What is being asked: In the entries below, find the lines that include "true" and give their number as the whole reply.

Available data:
• • • •

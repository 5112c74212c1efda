//! CLI command definitions, routing, and tracing setup.

use std::path::{Path, PathBuf};
use std::time::Duration;

use clap::{Parser, Subcommand};
use color_eyre::eyre::{Result, eyre};
use indicatif::{ProgressBar, ProgressStyle};
use infographic_core::{ProcessRunner, ProgressReporter, RunReport, run_pipeline};
use infographic_shared::{
    AppConfig, NotebookId, RENDERER_HOME_ENV, RunConfig, init_config, load_config,
};
use tracing::info;

// ---------------------------------------------------------------------------
// CLI structure
// ---------------------------------------------------------------------------

/// create-infographic: generate infographic content from a source document.
#[derive(Parser)]
#[command(
    name = "create-infographic",
    version,
    about = "Generate timelines, mindmaps, briefings and visuals from a source document.",
    long_about = None,
)]
pub(crate) struct Cli {
    /// Log format: text (default) or json.
    #[arg(long, default_value = "text", global = true)]
    pub log_format: LogFormat,

    /// Verbosity level (-v, -vv).
    #[arg(short, long, action = clap::ArgAction::Count, global = true)]
    pub verbose: u8,

    #[command(subcommand)]
    pub command: Command,
}

/// Log output format.
#[derive(Clone, Debug, clap::ValueEnum)]
pub(crate) enum LogFormat {
    Text,
    Json,
}

/// Top-level CLI subcommands.
#[derive(Subcommand)]
pub(crate) enum Command {
    /// Run the full generation pipeline.
    Run(RunArgs),

    /// Delete the notebook created by a previous run.
    Cleanup {
        /// Output directory of the run (default: ./investment-infographic-output).
        #[arg(short, long)]
        output_dir: Option<PathBuf>,

        /// Notebook ID to delete (defaults to the one saved in the output directory).
        #[arg(long)]
        notebook: Option<String>,
    },

    /// Configuration management.
    Config {
        /// Config subcommand.
        #[command(subcommand)]
        action: ConfigAction,
    },
}

/// Flags for `run`.
#[derive(clap::Args)]
pub(crate) struct RunArgs {
    /// Output directory (default: ./investment-infographic-output).
    #[arg(short, long)]
    output_dir: Option<PathBuf>,

    /// Source document (default: investment-process.md next to the executable).
    #[arg(long)]
    source: Option<PathBuf>,

    /// Skip audio overview generation.
    #[arg(long)]
    skip_audio: bool,

    /// Render diagrams and slide decks after content generation.
    #[arg(long)]
    visuals: bool,

    /// Renderer installation directory.
    #[arg(long, env = RENDERER_HOME_ENV)]
    renderer_dir: Option<PathBuf>,

    /// Seconds to wait for source processing (default: 5).
    #[arg(long)]
    processing_delay: Option<u64>,

    /// Print the run report as JSON instead of the summary.
    #[arg(long)]
    json: bool,
}

/// Config subcommands.
#[derive(Subcommand)]
pub(crate) enum ConfigAction {
    /// Initialize config file with defaults.
    Init,
    /// Show resolved configuration.
    Show,
}

// ---------------------------------------------------------------------------
// Tracing setup
// ---------------------------------------------------------------------------

/// Initialize tracing based on CLI flags. Logs go to stderr.
pub(crate) fn init_tracing(cli: &Cli) {
    use tracing_subscriber::{EnvFilter, fmt};

    let level = match cli.verbose {
        0 => "info",
        1 => "debug",
        _ => "trace",
    };
    let filter = format!(
        "infographic_core={level},infographic_shared={level},create_infographic={level}"
    );

    let env_filter =
        EnvFilter::try_from_default_env().unwrap_or_else(|_| EnvFilter::new(filter));

    match cli.log_format {
        LogFormat::Text => {
            fmt()
                .with_env_filter(env_filter)
                .with_target(false)
                .with_writer(std::io::stderr)
                .init();
        }
        LogFormat::Json => {
            fmt()
                .json()
                .with_env_filter(env_filter)
                .with_writer(std::io::stderr)
                .init();
        }
    }
}

// ---------------------------------------------------------------------------
// Command dispatch
// ---------------------------------------------------------------------------

/// Run the CLI command.
pub(crate) async fn run(cli: Cli) -> Result<()> {
    match cli.command {
        Command::Run(args) => cmd_run(args).await,
        Command::Cleanup {
            output_dir,
            notebook,
        } => cmd_cleanup(output_dir, notebook).await,
        Command::Config { action } => match action {
            ConfigAction::Init => cmd_config_init(),
            ConfigAction::Show => cmd_config_show(),
        },
    }
}

async fn cmd_run(args: RunArgs) -> Result<()> {
    let app = load_config()?;

    let source_path = match args.source {
        Some(path) => path,
        None => default_source_path(&app)?,
    };

    let mut config = RunConfig::from_app(&app, source_path);
    if let Some(dir) = args.output_dir {
        config.output_dir = dir;
    }
    if let Some(secs) = args.processing_delay {
        config.processing_delay = Duration::from_secs(secs);
    }
    config.skip_audio = args.skip_audio;
    config.render_visuals = args.visuals;
    config.renderer_dir = args.renderer_dir;

    info!(
        output_dir = %config.output_dir.display(),
        source = %config.source_path.display(),
        skip_audio = config.skip_audio,
        visuals = config.render_visuals,
        "starting infographic generation"
    );

    let reporter = CliProgress::new();
    let report = match run_pipeline(&config, &ProcessRunner, &reporter).await {
        Ok(report) => report,
        Err(failure) => {
            reporter.abandon();
            return Err(eyre!(failure));
        }
    };

    if args.json {
        println!("{}", serde_json::to_string_pretty(&report)?);
    } else {
        print!(
            "{}",
            infographic_core::report::render_summary(&report, &config.tool)
        );
    }

    Ok(())
}

/// The source document sits next to the running executable unless overridden.
fn default_source_path(app: &AppConfig) -> Result<PathBuf> {
    let exe = std::env::current_exe().map_err(|e| eyre!("cannot locate executable: {e}"))?;
    let dir = exe
        .parent()
        .ok_or_else(|| eyre!("executable has no parent directory: {}", exe.display()))?;
    Ok(dir.join(&app.defaults.source_file))
}

// ---------------------------------------------------------------------------
// CLI progress reporter
// ---------------------------------------------------------------------------

/// CLI progress reporter using an indicatif spinner.
struct CliProgress {
    spinner: ProgressBar,
}

impl CliProgress {
    fn new() -> Self {
        let spinner = ProgressBar::new_spinner();
        spinner.set_style(
            ProgressStyle::with_template("{spinner:.cyan} {msg} [{elapsed}]")
                .unwrap_or_else(|_| ProgressStyle::default_spinner())
                .tick_strings(&["⠋", "⠙", "⠹", "⠸", "⠼", "⠴", "⠦", "⠧", "⠇", "⠏"]),
        );
        spinner.enable_steady_tick(Duration::from_millis(80));
        Self { spinner }
    }

    fn abandon(&self) {
        self.spinner.finish_and_clear();
    }
}

impl ProgressReporter for CliProgress {
    fn step(&self, current: usize, total: usize, label: &str) {
        self.spinner.set_message(format!("[{current}/{total}] {label}"));
    }

    fn done(&self, _report: &RunReport) {
        self.spinner.finish_and_clear();
    }
}

// ---------------------------------------------------------------------------
// Other commands
// ---------------------------------------------------------------------------

async fn cmd_cleanup(output_dir: Option<PathBuf>, notebook: Option<String>) -> Result<()> {
    let app = load_config()?;
    let output_dir = output_dir.unwrap_or_else(|| PathBuf::from(&app.defaults.output_dir));

    let notebook_id = match notebook {
        Some(id) => NotebookId::new(id),
        None => infographic_core::session::read_notebook_id(Path::new(&output_dir))?,
    };

    info!(%notebook_id, "deleting notebook");
    infographic_core::session::delete_session(&ProcessRunner, &app.tool, &notebook_id).await?;
    println!("Deleted notebook {notebook_id}");
    Ok(())
}

fn cmd_config_init() -> Result<()> {
    let path = init_config()?;
    println!("Config initialized at: {}", path.display());
    Ok(())
}

fn cmd_config_show() -> Result<()> {
    let config: AppConfig = load_config()?;
    let toml_str = toml::to_string_pretty(&config)?;
    println!("{toml_str}");
    Ok(())
}

#[cfg(test)]
mod tests {
    use clap::CommandFactory;

    use super::*;

    #[test]
    fn cli_definition_is_valid() {
        Cli::command().debug_assert();
    }

    #[test]
    fn run_flags_parse() {
        let cli = Cli::try_parse_from([
            "create-infographic",
            "run",
            "--output-dir",
            "/tmp/out",
            "--skip-audio",
            "--visuals",
            "--renderer-dir",
            "/opt/renderer",
        ])
        .expect("parse");

        match cli.command {
            Command::Run(args) => {
                assert_eq!(args.output_dir, Some(PathBuf::from("/tmp/out")));
                assert!(args.skip_audio);
                assert!(args.visuals);
                assert_eq!(args.renderer_dir, Some(PathBuf::from("/opt/renderer")));
                assert!(!args.json);
            }
            _ => panic!("expected run"),
        }
    }

    #[test]
    fn cleanup_accepts_explicit_notebook() {
        let cli = Cli::try_parse_from(["create-infographic", "cleanup", "--notebook", "nb-1"])
            .expect("parse");
        assert!(matches!(
            cli.command,
            Command::Cleanup { notebook: Some(ref id), .. } if id == "nb-1"
        ));
    }
}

• • • •

Response area: 2